Work request: Whatever the lines below say, output them exactly.

Provided material:
--- START ---
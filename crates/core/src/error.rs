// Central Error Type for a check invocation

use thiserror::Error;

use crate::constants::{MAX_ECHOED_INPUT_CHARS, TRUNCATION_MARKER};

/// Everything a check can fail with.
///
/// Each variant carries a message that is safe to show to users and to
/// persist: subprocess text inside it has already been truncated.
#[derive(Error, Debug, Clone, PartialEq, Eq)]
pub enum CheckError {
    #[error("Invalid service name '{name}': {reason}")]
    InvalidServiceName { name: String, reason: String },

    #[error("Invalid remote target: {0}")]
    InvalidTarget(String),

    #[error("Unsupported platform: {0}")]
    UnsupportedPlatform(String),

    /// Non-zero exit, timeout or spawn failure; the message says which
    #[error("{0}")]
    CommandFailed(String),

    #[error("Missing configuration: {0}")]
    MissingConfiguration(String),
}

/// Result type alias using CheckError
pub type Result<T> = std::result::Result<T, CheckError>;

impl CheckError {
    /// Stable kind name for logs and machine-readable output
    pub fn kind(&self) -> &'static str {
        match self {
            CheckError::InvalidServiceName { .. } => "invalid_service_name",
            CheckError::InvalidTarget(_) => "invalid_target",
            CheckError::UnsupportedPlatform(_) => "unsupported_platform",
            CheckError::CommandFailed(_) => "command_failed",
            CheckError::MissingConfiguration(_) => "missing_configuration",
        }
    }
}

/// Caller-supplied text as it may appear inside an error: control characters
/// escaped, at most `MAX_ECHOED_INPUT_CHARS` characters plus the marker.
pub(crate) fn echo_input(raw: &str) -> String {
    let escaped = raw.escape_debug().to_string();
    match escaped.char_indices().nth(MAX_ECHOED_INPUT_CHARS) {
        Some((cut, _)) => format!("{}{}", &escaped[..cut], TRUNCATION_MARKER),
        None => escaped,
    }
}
--- END ---
Solution for this problem:
filename crates/core/src/error.rs
// Central Error Type for a check invocation

use thiserror::Error;

use crate::constants::{MAX_ECHOED_INPUT_CHARS, TRUNCATION_MARKER};

/// Everything a check can fail with.
///
/// Each variant carries a message that is safe to show to users and to
/// persist: subprocess text inside it has already been truncated.
#[derive(Error, Debug, Clone, PartialEq, Eq)]
pub enum CheckError {
    #[error("Invalid service name '{name}': {reason}")]
    InvalidServiceName { name: String, reason: String },

    #[error("Invalid remote target: {0}")]
    InvalidTarget(String),

    #[error("Unsupported platform: {0}")]
    UnsupportedPlatform(String),

    /// Non-zero exit, timeout or spawn failure; the message says which
    #[error("{0}")]
    CommandFailed(String),

    #[error("Missing configuration: {0}")]
    MissingConfiguration(String),
}

/// Result type alias using CheckError
pub type Result<T> = std::result::Result<T, CheckError>;

impl CheckError {
    /// Stable kind name for logs and machine-readable output
    pub fn kind(&self) -> &'static str {
        match self {
            CheckError::InvalidServiceName { .. } => "invalid_service_name",
            CheckError::InvalidTarget(_) => "invalid_target",
            CheckError::UnsupportedPlatform(_) => "unsupported_platform",
            CheckError::CommandFailed(_) => "command_failed",
            CheckError::MissingConfiguration(_) => "missing_configuration",
        }
    }
}

/// Caller-supplied text as it may appear inside an error: control characters
/// escaped, at most `MAX_ECHOED_INPUT_CHARS` characters plus the marker.
pub(crate) fn echo_input(raw: &str) -> String {
    let escaped = raw.escape_debug().to_string();
    match escaped.char_indices().nth(MAX_ECHOED_INPUT_CHARS) {
        Some((cut, _)) => format!("{}{}", &escaped[..cut], TRUNCATION_MARKER),
        None => escaped,
    }
}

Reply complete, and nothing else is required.